Corría el año 1947 y Don Alfredo no era todavía la estrella que supo ser en el Real Madrid. El joven Di Stéfano apenas tenía 22 años y había regresado a River de su préstamo en Huracán. Aún así había maravillado al entrenador de la Selección Argentina, Guillermo Stábile. El ex-goleador del Mundial de 1930 confió en las aptitudes de goleador de Di Stéfano y lo llevó a la Copa América de 1947, la primera realizada en tierra ecuatoriana.

Argentina era, junto con Uruguay, el máximo candidato a hacerse con el título continental. Los demás seleccionados no realizaban un fútbol tan sofisticado como el de los dos países rioplatenses que encadenaban ocho conquistas cado uno. Brasil no había despertado, Pelé apenas era un niño y la gloria de Arthur Friedenreich ya había quedado en el pasado. Además el país carioca desistió de participar en esa edición. A pesar de lo que el destino le tenía preparado, la Saeta Rubia fue como suplente del gran René Pontoni, vieja estrella de San Lorenzo.

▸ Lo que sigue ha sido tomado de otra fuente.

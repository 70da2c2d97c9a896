//! HTTP client for a remote KV store collection.
//!
//! # Submodules
//! - [`builder`]: Client construction and configuration
//!
//! # What this module does NOT handle:
//! - Direct HTTP request implementation (delegated to [`crate::endpoints`])
//!
//! # Invariants
//! - Every request carries the bearer token; nothing is retried.
//! - Records are matched on `(partition, name)` using the partition active
//!   when the call is made.
//! - Upsert is find-then-write and is not atomic across processes; two
//!   writers racing on a new name may both insert.

pub mod builder;

use secrecy::SecretString;
use tracing::debug;

use crate::endpoints::{self, CollectionPath, DataEndpoint};
use crate::error::Result;
use crate::metrics::MetricsCollector;
use crate::models::{Lookup, Setting, SettingRecord};
use crate::partition::current_partition;
use crate::store::RecordStore;

/// Record store backed by a KV store collection over HTTP.
#[derive(Debug, Clone)]
pub struct KvStoreClient {
    pub(crate) http: reqwest::Client,
    pub(crate) base_url: String,
    pub(crate) token: SecretString,
    pub(crate) path: CollectionPath,
    pub(crate) metrics: Option<MetricsCollector>,
}

impl KvStoreClient {
    /// Create a new client builder.
    pub fn builder() -> builder::KvStoreClientBuilder {
        builder::KvStoreClientBuilder::new()
    }

    /// Get the base URL of the service.
    pub fn base_url(&self) -> &str {
        &self.base_url
    }

    /// Get the collection this client reads and writes.
    pub fn collection_path(&self) -> &CollectionPath {
        &self.path
    }

    fn endpoint(&self) -> DataEndpoint<'_> {
        DataEndpoint {
            client: &self.http,
            base_url: &self.base_url,
            token: &self.token,
            path: &self.path,
            metrics: self.metrics.as_ref(),
        }
    }
}

impl RecordStore for KvStoreClient {
    async fn find_by_name(&self, name: &str) -> Result<Lookup> {
        let partition = current_partition();
        let record = endpoints::find_record(self.endpoint(), &partition, name).await?;
        Ok(record.map(Setting::from).into())
    }

    async fn upsert_by_name(&self, name: &str, value: &str) -> Result<()> {
        let partition = current_partition();
        let existing = endpoints::find_record(self.endpoint(), &partition, name).await?;
        let record = SettingRecord::new(partition, name, value);

        match existing.and_then(|found| found.key) {
            Some(key) => {
                debug!(name, partition = %record.partition, "Updating KV store record");
                endpoints::update_record(self.endpoint(), &key, &record).await
            }
            None => {
                let key = endpoints::insert_record(self.endpoint(), &record).await?;
                debug!(name, partition = %record.partition, key = %key, "Inserted KV store record");
                Ok(())
            }
        }
    }
}
//! CLI exit codes for scripting and automation.
//!
//! Responsibilities:
//! - Define structured exit codes that scripts can use to distinguish error types.
//! - Map `SettingsError`, `StoreError` and `ConfigError` to exit codes.
//!
//! Does NOT handle:
//! - Error message formatting (handled by anyhow Display).
//!
//! Invariants:
//! - Exit codes 1-9 are reserved for specific error categories.

use nsenv::SettingsError;
use nsenv_client::StoreError;

/// Structured exit codes for nsenv.
#[derive(Debug, Clone, Copy, PartialEq, Eq)]
#[repr(u8)]
pub enum ExitCode {
    /// Success - command completed successfully.
    Success = 0,

    /// General error - configuration problems or anything unclassified.
    GeneralError = 1,

    /// The record store could not be reached or used.
    StoreUnavailable = 3,

    /// The setting has no value in the environment or the store.
    ///
    /// Scripts should set the value (`nsenv set`) and try again.
    ValueNotSet = 4,

    /// The requested type is unknown or the value does not convert to it.
    InvalidValue = 5,
}

impl ExitCode {
    /// Convert the exit code to an i32 for use with std::process::exit().
    pub const fn as_i32(self) -> i32 {
        self as u8 as i32
    }
}

impl From<&SettingsError> for ExitCode {
    fn from(err: &SettingsError) -> Self {
        match err {
            SettingsError::ValueNotSet { .. } => ExitCode::ValueNotSet,
            SettingsError::InvalidConversionType(_) | SettingsError::Conversion(_) => {
                ExitCode::InvalidValue
            }
            SettingsError::StoreUnavailable(_) => ExitCode::StoreUnavailable,
        }
    }
}

/// Extension trait for anyhow::Error to extract exit codes.
pub trait ExitCodeExt {
    /// Extract the appropriate exit code from this error.
    ///
    /// Returns ExitCode::GeneralError if no known error is in the chain.
    fn exit_code(&self) -> ExitCode;
}

impl ExitCodeExt for anyhow::Error {
    fn exit_code(&self) -> ExitCode {
        for cause in self.chain() {
            if let Some(settings_err) = cause.downcast_ref::<SettingsError>() {
                return ExitCode::from(settings_err);
            }
            if cause.downcast_ref::<StoreError>().is_some() {
                return ExitCode::StoreUnavailable;
            }
        }

        ExitCode::GeneralError
    }
}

Tras el primer partido, donde la Albiceleste había goleado 6-0 al Paraguay, a Di Stéfano le tocó ingresar ante Bolivia debido a la lesión del propio Pontoni a los 30 minutos y no desencantó en lo absoluto. Marcó uno de los siete goles de ese día.

En los siguientes partidos, el hombre de River Plate demostró todo su fútbol y su eficacia goleadora marcando ante Perú (3-2), ante Chile (1-1) y convirtiendo un hat-trick en la goleada a Colombia (6-0). En sus últimos dos encuentros se venció a los locales (2-0) y se derrotó a Uruguay (3-1) para consagrarse campeones de América en el estadio George Capwell de Guayaquil. En el último duelo ante los charrúas Di Stéfano ingresó desde el banco, para jugar sus minutos finales con la camiseta de la Selección Argentina. Su gran desempeño le valió a Don Alfredo estar entre los máximos goleadores del torneo, con seis goles junto con Norberto Méndez, de Huracán y por detrás del uruguayo Nicolás Falero de Peñarol con ocho. Esa Copa América fue la novena que obtuvo nuestro país, fue la primera y única vez en que un seleccionado encadenó tres títulos consecutivos.

En los años 50, debido a las confrontaciones de la AFA con la Confederación Brasileña y con la FIFA, Argentina se perdió los mundiales del ’50 y ’54, ademas de las Copas América del ’49 y del ’53.

Alfredo Di Stéfano se nacionalizó español años después, siendo ya la gran estrella del Real Madrid, pero la mala suerte le impidió participar de un Mundial. Con lo cual su breve paso por la Albiceleste le permitió levantar el único título con una Selección.